Rico Tipo George Plimpton (1927-2003)

Por Juan Forn

Muchos de ustedes lo habrán visto en alguna película, aunque no supieran quién era. Con su figura larguirucha y su mata de pelo blanco (o convenientemente camuflado por maquilladores y vestuaristas), puede vérselo fugazmente en Lawrence de Arabia, Reds, Nixon, Mentes que brillan, Good Will Hunting y en el formidable documental Cuando éramos reyes sobre aquella pelea de Alí contra Foreman en Zaire. George Plimpton no era actor, pero estuvo en tantas películas que ganaron Oscars (diez) que lo invitaban todo el tiempo a hacer nuevos cameos: se había convertido en una especie de económico talismán (nunca cobró más de lo que estipulaba el sindicato por un bolo) para el volátil ambiente del cine.
Los de memoria visual más avezada quizá lo recuerden por otra de sus apariciones: George Plimpton es el hombre que agarra del cuello a Sirhan ben Sirhan y lo despoja de su arma, instantes después de que éste haya disparado contra Bobbie Kennedy.
Menos probable aún es que alguien haya leído (en inglés, porque nunca se tradujeron) alguno de sus absurdos y deliciosos libros sobre béisbol, fútbol americano, hóckey sobre hielo, pesca, golf, box, yachting, ajedrez u ornitología.
En las múltiples necrológicas que aparecieron en la prensa norteamericana el pasado 26 de septiembre, se menciona como al pasar que, además, Plimpton había sido, durante cincuenta años seguidos, el editor de una revista literaria “de pequeña tirada e inesperada influencia” llamada The Paris Review. No es poco.
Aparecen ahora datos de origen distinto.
//! Redis-backed key-value cache.

use async_trait::async_trait;
use redis::AsyncCommands;
use redis::aio::ConnectionManager;

use super::{CacheError, KeyValueStore};

/// Redis cache over a multiplexed connection manager.
///
/// The manager reconnects on its own, so a clone per operation is all the
/// connection handling the callers need.
#[derive(Clone)]
pub struct RedisCache {
    manager: ConnectionManager,
}

impl RedisCache {
    /// Connect to Redis and verify the connection with a PING.
    ///
    /// # Errors
    ///
    /// Returns an error if the URL is invalid or the server is unreachable.
    pub async fn connect(url: &str) -> Result<Self, CacheError> {
        let client = redis::Client::open(url).map_err(to_cache_error)?;
        let mut manager = ConnectionManager::new(client)
            .await
            .map_err(to_cache_error)?;

        redis::cmd("PING")
            .query_async::<()>(&mut manager)
            .await
            .map_err(to_cache_error)?;

        Ok(Self { manager })
    }
}

fn to_cache_error(err: redis::RedisError) -> CacheError {
    CacheError::Backend(err.to_string())
}

#[async_trait]
impl KeyValueStore for RedisCache {
    async fn set(&self, key: &str, value: &str) -> Result<(), CacheError> {
        let mut conn = self.manager.clone();
        conn.set::<_, _, ()>(key, value)
            .await
            .map_err(to_cache_error)
    }

    async fn set_ex(&self, key: &str, value: &str, ttl_secs: u64) -> Result<(), CacheError> {
        let mut conn = self.manager.clone();
        conn.set_ex::<_, _, ()>(key, value, ttl_secs)
            .await
            .map_err(to_cache_error)
    }

    async fn get(&self, key: &str) -> Result<Option<String>, CacheError> {
        let mut conn = self.manager.clone();
        conn.get(key).await.map_err(to_cache_error)
    }

    async fn del(&self, key: &str) -> Result<(), CacheError> {
        let mut conn = self.manager.clone();
        conn.del::<_, ()>(key).await.map_err(to_cache_error)
    }
}
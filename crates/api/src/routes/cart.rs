//! Cart route handlers.
//!
//! The cart lives on the user document as `{product, quantity}` lines.
//! Handlers re-fetch the document rather than trusting the guard's
//! projection, so concurrent requests mutate the latest cart.

use axum::Json;
use axum::extract::{Path, State};
use serde::{Deserialize, Serialize};
use tamarind_core::{ProductId, UserId};

use crate::error::{AppError, Result};
use crate::middleware::auth::CurrentUser;
use crate::models::{CartItem, CartItemView, ProductResponse, User};
use crate::services::auth::AuthError;
use crate::state::AppState;

/// A cart line hydrated with its product for `GET /api/cart`.
#[derive(Debug, Serialize)]
pub struct CartProduct {
    #[serde(flatten)]
    pub product: ProductResponse,
    pub quantity: u32,
}

#[derive(Debug, Deserialize)]
#[serde(rename_all = "camelCase")]
pub struct AddToCartRequest {
    pub product_id: String,
}

#[derive(Debug, Deserialize, Default)]
#[serde(rename_all = "camelCase")]
pub struct RemoveFromCartRequest {
    /// Absent means clear the whole cart.
    #[serde(default)]
    pub product_id: Option<String>,
}

#[derive(Debug, Deserialize)]
pub struct UpdateQuantityRequest {
    pub quantity: u32,
}

async fn fetch_account(state: &AppState, id: UserId) -> Result<User> {
    state
        .users()
        .find_by_id(id)
        .await
        .map_err(AuthError::from)?
        .ok_or_else(|| AuthError::UserNotFound.into())
}

fn parse_product_id(id: &str) -> Result<ProductId> {
    ProductId::parse(id).map_err(|_| AppError::BadRequest("Invalid product id".to_string()))
}

fn views(items: &[CartItem]) -> Vec<CartItemView> {
    items.iter().map(CartItemView::from).collect()
}

/// `GET /api/cart`
pub async fn index(
    user: CurrentUser,
    State(state): State<AppState>,
) -> Result<Json<Vec<CartProduct>>> {
    let account = fetch_account(&state, user.id).await?;
    let ids: Vec<ProductId> = account.cart_items.iter().map(|item| item.product).collect();
    let products = state.products().find_by_ids(&ids).await?;

    let lines = products
        .iter()
        .map(|product| CartProduct {
            product: ProductResponse::from(product),
            quantity: account
                .cart_items
                .iter()
                .find(|item| item.product == product.id)
                .map_or(1, |item| item.quantity),
        })
        .collect();
    Ok(Json(lines))
}

/// `POST /api/cart`
///
/// Adds a line for the product, or bumps the quantity if one exists.
pub async fn add(
    user: CurrentUser,
    State(state): State<AppState>,
    Json(body): Json<AddToCartRequest>,
) -> Result<Json<Vec<CartItemView>>> {
    let product_id = parse_product_id(&body.product_id)?;
    if state.products().find_by_id(product_id).await?.is_none() {
        return Err(AppError::NotFound("Product not found".to_string()));
    }

    let mut account = fetch_account(&state, user.id).await?;
    match account
        .cart_items
        .iter_mut()
        .find(|item| item.product == product_id)
    {
        Some(item) => item.quantity = item.quantity.saturating_add(1),
        None => account.cart_items.push(CartItem {
            product: product_id,
            quantity: 1,
        }),
    }

    state
        .users()
        .update_cart(account.id, &account.cart_items)
        .await?;
    Ok(Json(views(&account.cart_items)))
}

/// `DELETE /api/cart`
///
/// Removes one product's line, or every line if no product is named.
pub async fn remove(
    user: CurrentUser,
    State(state): State<AppState>,
    Json(body): Json<RemoveFromCartRequest>,
) -> Result<Json<Vec<CartItemView>>> {
    let mut account = fetch_account(&state, user.id).await?;

    match body.product_id {
        Some(id) => {
            let product_id = parse_product_id(&id)?;
            account.cart_items.retain(|item| item.product != product_id);
        }
        None => account.cart_items.clear(),
    }

    state
        .users()
        .update_cart(account.id, &account.cart_items)
        .await?;
    Ok(Json(views(&account.cart_items)))
}

/// `PUT /api/cart/{id}`
///
/// Sets a line's quantity; zero removes the line.
pub async fn update_quantity(
    user: CurrentUser,
    State(state): State<AppState>,
    Path(id): Path<String>,
    Json(body): Json<UpdateQuantityRequest>,
) -> Result<Json<Vec<CartItemView>>> {
    let product_id = parse_product_id(&id)?;
    let mut account = fetch_account(&state, user.id).await?;

    if !account
        .cart_items
        .iter()
        .any(|item| item.product == product_id)
    {
        return Err(AppError::NotFound("Product not found".to_string()));
    }

    if body.quantity == 0 {
        account.cart_items.retain(|item| item.product != product_id);
    } else if let Some(item) = account
        .cart_items
        .iter_mut()
        .find(|item| item.product == product_id)
    {
        item.quantity = body.quantity;
    }

    state
        .users()
        .update_cart(account.id, &account.cart_items)
        .await?;
    Ok(Json(views(&account.cart_items)))
}
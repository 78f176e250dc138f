//! Core types for Tamarind.
//!
//! This module provides type-safe wrappers for common domain concepts.

pub mod email;
pub mod id;
pub mod price;
pub mod role;

pub use email::{Email, EmailError};
pub use id::*;
pub use price::Price;
pub use role::Role;
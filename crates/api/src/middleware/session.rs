//! Session cookie management.
//!
//! Both tokens travel in HttpOnly, SameSite=Strict cookies so scripts never
//! see them and cross-site requests never send them. The Secure flag is on
//! in production only, so local HTTP development still works.

use axum_extra::extract::cookie::{Cookie, CookieJar, SameSite};
use time::Duration;

use crate::services::auth::TokenPair;

/// Cookie carrying the access token.
pub const ACCESS_COOKIE_NAME: &str = "accessToken";

/// Cookie carrying the refresh token.
pub const REFRESH_COOKIE_NAME: &str = "refreshToken";

/// Access cookie lifetime: 15 minutes, matching the token.
pub const ACCESS_COOKIE_MAX_AGE_SECS: i64 = 15 * 60;

/// Refresh cookie lifetime: 7 days, matching the token.
pub const REFRESH_COOKIE_MAX_AGE_SECS: i64 = 7 * 24 * 60 * 60;

fn session_cookie(
    name: &'static str,
    value: String,
    max_age_secs: i64,
    secure: bool,
) -> Cookie<'static> {
    Cookie::build((name, value))
        .http_only(true)
        .same_site(SameSite::Strict)
        .secure(secure)
        .path("/")
        .max_age(Duration::seconds(max_age_secs))
        .build()
}

/// Add both session cookies for a freshly issued token pair.
#[must_use]
pub fn attach_session_cookies(jar: CookieJar, pair: &TokenPair, secure: bool) -> CookieJar {
    jar.add(session_cookie(
        ACCESS_COOKIE_NAME,
        pair.access_token.clone(),
        ACCESS_COOKIE_MAX_AGE_SECS,
        secure,
    ))
    .add(session_cookie(
        REFRESH_COOKIE_NAME,
        pair.refresh_token.clone(),
        REFRESH_COOKIE_MAX_AGE_SECS,
        secure,
    ))
}

/// Replace only the access cookie (used by the refresh endpoint).
#[must_use]
pub fn attach_access_cookie(jar: CookieJar, access_token: String, secure: bool) -> CookieJar {
    jar.add(session_cookie(
        ACCESS_COOKIE_NAME,
        access_token,
        ACCESS_COOKIE_MAX_AGE_SECS,
        secure,
    ))
}

/// Expire both session cookies.
///
/// Removal cookies must match the path they were set with.
#[must_use]
pub fn clear_session_cookies(jar: CookieJar) -> CookieJar {
    jar.remove(Cookie::build(ACCESS_COOKIE_NAME).path("/").build())
        .remove(Cookie::build(REFRESH_COOKIE_NAME).path("/").build())
}

/// The access token presented by the client, if any.
#[must_use]
pub fn access_token(jar: &CookieJar) -> Option<String> {
    jar.get(ACCESS_COOKIE_NAME).map(|c| c.value().to_string())
}

/// The refresh token presented by the client, if any.
#[must_use]
pub fn refresh_token(jar: &CookieJar) -> Option<String> {
    jar.get(REFRESH_COOKIE_NAME).map(|c| c.value().to_string())
}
Pero, si lo fuera, Plimpton hizo aun algo más para entrar al Parnaso de la literatura: inventó el género que hoy se conoce como “biografía coral”, esa clase de libros donde se suceden testimonios de distintas personas para conformar el retrato más polifacético imaginable del biografiado (su libro sobre Truman Capote es una buena muestra, pero mejor aún es aquel con el que inventó el género veinte años antes: Edie, en el cual perfecciona el método al no figurar como autor sino como mero “colaborador” –a propósito, Edie es la biografía de Edie Segdwick, una nena bien devenida modelo, devenida fetiche de Andy Warhol, devenida drogota, devenida evangelista, devenida causa perdida y cadáver prematuro, que afortunadamente sí fue traducida al castellano por el sello Circe, y los que se lo topen por ahí no duden un segundo, porque el libro es una joya).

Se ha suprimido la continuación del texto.